▶ [TASK INSTRUCTIONS]: Transcribe, without alteration, the line that includes "progress, and merging" and each line after it until the records end, omitting all that precede it.

▶ [Extracted data entries]:
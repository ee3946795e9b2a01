// SPDX-License-Identifier: BUSL-1.1
// Copyright (c) 2026 Alfred Jean LLC

//! Work-group lifecycle: spawning a fan-out of worker CLIs into their own
//! git worktrees and tmux sessions, tracking their progress, and merging
//! completed branches back into the foreman's checkout.
//!
//! All mutable state lives behind one `RwLock` over the group table — groups
//! are created and merged rarely enough next to however often their status
//! is read that a single lock with short critical sections is simpler than
//! splitting state out further, and nothing here is ever awaited while the
//! lock is held.

use relay_adapters::{ConversationWatcher, TmuxAdapter};
use relay_core::{
    ConversationId, MergeStrategy, SessionStatus, TmuxSessionName, WorkGroup, WorkGroupError, WorkGroupId,
    WorkGroupStatus, Worker, WorkerId, WorkerQuestion, WorkerStatus,
};
use relay_wire::OrphanedWorktree;
use std::collections::HashMap;
use std::path::{Path, PathBuf};
use std::sync::Arc;
use std::time::SystemTime;
use tracing::{info, warn};

/// One worker to spawn as part of a new work group.
pub struct WorkerSpec {
    pub task_slug: String,
    pub task_description: String,
    pub plan_section: Option<String>,
    pub files: Vec<String>,
}

pub struct WorkGroupManager {
    tmux: Arc<dyn TmuxAdapter>,
    groups: parking_lot::RwLock<HashMap<WorkGroupId, WorkGroup>>,
}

▶ [TASK RESPONSE]:
//! git worktrees and tmux sessions, tracking their progress, and merging
//! completed branches back into the foreman's checkout.
//!
//! All mutable state lives behind one `RwLock` over the group table — groups
//! are created and merged rarely enough next to however often their status
//! is read that a single lock with short critical sections is simpler than
//! splitting state out further, and nothing here is ever awaited while the
//! lock is held.

use relay_adapters::{ConversationWatcher, TmuxAdapter};
use relay_core::{
    ConversationId, MergeStrategy, SessionStatus, TmuxSessionName, WorkGroup, WorkGroupError, WorkGroupId,
    WorkGroupStatus, Worker, WorkerId, WorkerQuestion, WorkerStatus,
};
use relay_wire::OrphanedWorktree;
use std::collections::HashMap;
use std::path::{Path, PathBuf};
use std::sync::Arc;
use std::time::SystemTime;
use tracing::{info, warn};

/// One worker to spawn as part of a new work group.
pub struct WorkerSpec {
    pub task_slug: String,
    pub task_description: String,
    pub plan_section: Option<String>,
    pub files: Vec<String>,
}

pub struct WorkGroupManager {
    tmux: Arc<dyn TmuxAdapter>,
    groups: parking_lot::RwLock<HashMap<WorkGroupId, WorkGroup>>,
}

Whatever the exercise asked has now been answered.